Much of the voice lines in Accounting+ were improvised. How it would work is that Pugh would give the actors specific beats they would need to hit and then the actors would go away and record their lines separately, coming up with their ad libs to spice things up.
“The tree guy level, we sat down and we thought about what would be cool,” Pugh recalls. “We noted that down and then Justin essentially grabbed the mic and just ran for six or seven minutes and he cut that up himself.”
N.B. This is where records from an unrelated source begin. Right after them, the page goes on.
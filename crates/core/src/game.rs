//! Game session - the Playing/Won/Lost state machine around a grid
//!
//! [`GridEngine`] answers terminal-state queries but never refuses a move.
//! [`Game`] re-evaluates the status after every applied move and rejects
//! further moves once the session is won or lost, until [`Game::restart`].

use log::{debug, info};
use rand::Rng;

use crate::error::GridError;
use crate::grid::{GridConfig, GridEngine, MoveOutcome};
use crate::rng::SimpleRng;
use crate::snapshot::GridSnapshot;
use crate::types::{Direction, GameAction, GameStatus};

/// One game session.
#[derive(Debug, Clone)]
pub struct Game<R = SimpleRng> {
    grid: GridEngine<R>,
    status: GameStatus,
    /// Moves that changed the grid since the last (re)start.
    moves: u32,
}

impl Game<SimpleRng> {
    /// Start a session with the default seedable generator.
    pub fn new(config: GridConfig, seed: u32) -> Result<Self, GridError> {
        Ok(Self::from_grid(GridEngine::with_seed(config, seed)?))
    }
}

impl<R: Rng> Game<R> {
    pub fn from_grid(grid: GridEngine<R>) -> Self {
        let status = grid.status();
        Self {
            grid,
            status,
            moves: 0,
        }
    }

    pub fn grid(&self) -> &GridEngine<R> {
        &self.grid
    }

    pub fn status(&self) -> GameStatus {
        self.status
    }

    pub fn score(&self) -> u64 {
        self.grid.score()
    }

    pub fn moves(&self) -> u32 {
        self.moves
    }

    /// Apply one move.
    ///
    /// Returns `Ok(None)` without touching the grid once the session is over.
    pub fn apply(&mut self, direction: Direction) -> Result<Option<MoveOutcome>, GridError> {
        if self.status.is_terminal() {
            debug!(
                "move {} ignored: game is {}",
                direction.as_str(),
                self.status.as_str()
            );
            return Ok(None);
        }

        let outcome = self.grid.move_cells(direction)?;
        if outcome.moved {
            self.moves += 1;
            self.status = self.grid.status();
            if let Some(message) = self.status.message(self.grid.score()) {
                info!("{} after {} moves", message, self.moves);
            }
        }
        Ok(Some(outcome))
    }

    /// Dispatch a driver action. Only moves produce an outcome.
    pub fn apply_action(&mut self, action: GameAction) -> Result<Option<MoveOutcome>, GridError> {
        match action {
            GameAction::Move(direction) => self.apply(direction),
            GameAction::Restart => {
                self.restart()?;
                Ok(None)
            }
        }
    }

    /// Reset the grid and return to `Playing`.
    pub fn restart(&mut self) -> Result<(), GridError> {
        self.grid.reset()?;
        self.status = self.grid.status();
        self.moves = 0;
        info!("game restarted");
        Ok(())
    }

    pub fn snapshot(&self) -> GridSnapshot {
        let mut snap = GridSnapshot::default();
        self.snapshot_into(&mut snap);
        snap
    }

    pub fn snapshot_into(&self, out: &mut GridSnapshot) {
        self.grid.snapshot_into(out);
        out.status = self.status;
    }
}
Pugh highlights another early scene to demonstrate how this worked. This particular scene takes place in a back alley, where the player is confronted by a gang of animal creatures. He continues, “[That scene] has got Rich Fulcher as the dog. Cassie Steele as the rabbit. Then you’ve got Vatche Panos as the mouse, who is another kind of Rick and Morty person. All of these three recorded separately and they all improvised separately. And then what happened was I went in and each of them had like a thirty-minute-long voice file with all the cues and I edited that into they are all speaking together.”
This allowed them to achieve the games a more laidback and spontaneous energy, with the actors not just doggedly sticking to script, but experimenting and exploring what they personally found funny within set parameters. The approach gives the game a sort of slapped together feel, despite its three-year gestation.
“You want it to be thrown together in a way,” explains Pugh. “Because I’ve found generally if you’ve spent a long time working on something it gets old and you start to lose the joy.” He adds, “If I told myself after Stanley, you’re going to make a car chase sequence where you’re killing a bunch of cops with flowers while Rich Fulcher from The Mighty Boosh in dog form is shouting you from the front of the car, that would have made me so happy.”
Keeping everything compact
One of the most pressing issues with writing humor for interactive games is that it is very easy for the player to get distracted or miss an important beat. To get around this, Accounting+ is what Pugh calls “content-rich,” with players constantly being barraged with new jokes and situations to react to.
“It’s very difficult to force people to stop,” Pugh comments. “There’s so much stuff packed into Accounting+. The radio in the game, for instance, has, I think, 16 different pretty funny gags and no one is going to listen to all of them…I think you…could have made something that was twice as long with the same parts really."
As an example, Pugh recalls one specific scenario where a player skipped a section of dialogue during a court trial scene where they are judged for the murder the VR king. In this case, the player managed to accomplish this through opening the box of little public defenders on the table too quickly, triggering the next set of lines. This demonstrates some of the problems with pacing comedy in an interactive environment.
To further complicate this, the player later became stuck during the same scene, when they are supposed to throw a little public defender at the judge in order to progress. Rather than simply let the player endlessly throw little public defenders and let the joke get stale and repetitive, Pugh put in a cap of six little public defenders. After this, a new bit of dialogue will trigger, with the judge chastising the player for their massacre of the tiny defenders. This compact structure means that players will find plenty of jokes to latch onto.
Despite Pugh being a font of knowledge about alternative comedy, over the course of the interview he often seems reluctant to give any definitive advice. In closing, we ask him why that it is.
“I don’t like giving advice, because I don’t think I have the answer to succeed at this,” explains Pugh. “For me, I just feel like I’m just doing the best I can do and figuring it out. I could absolutely destroy this game critically speaking. I could point out why this really sucks and why it doesn’t achieve what it is trying to achieve, but in a way…it doesn’t matter.”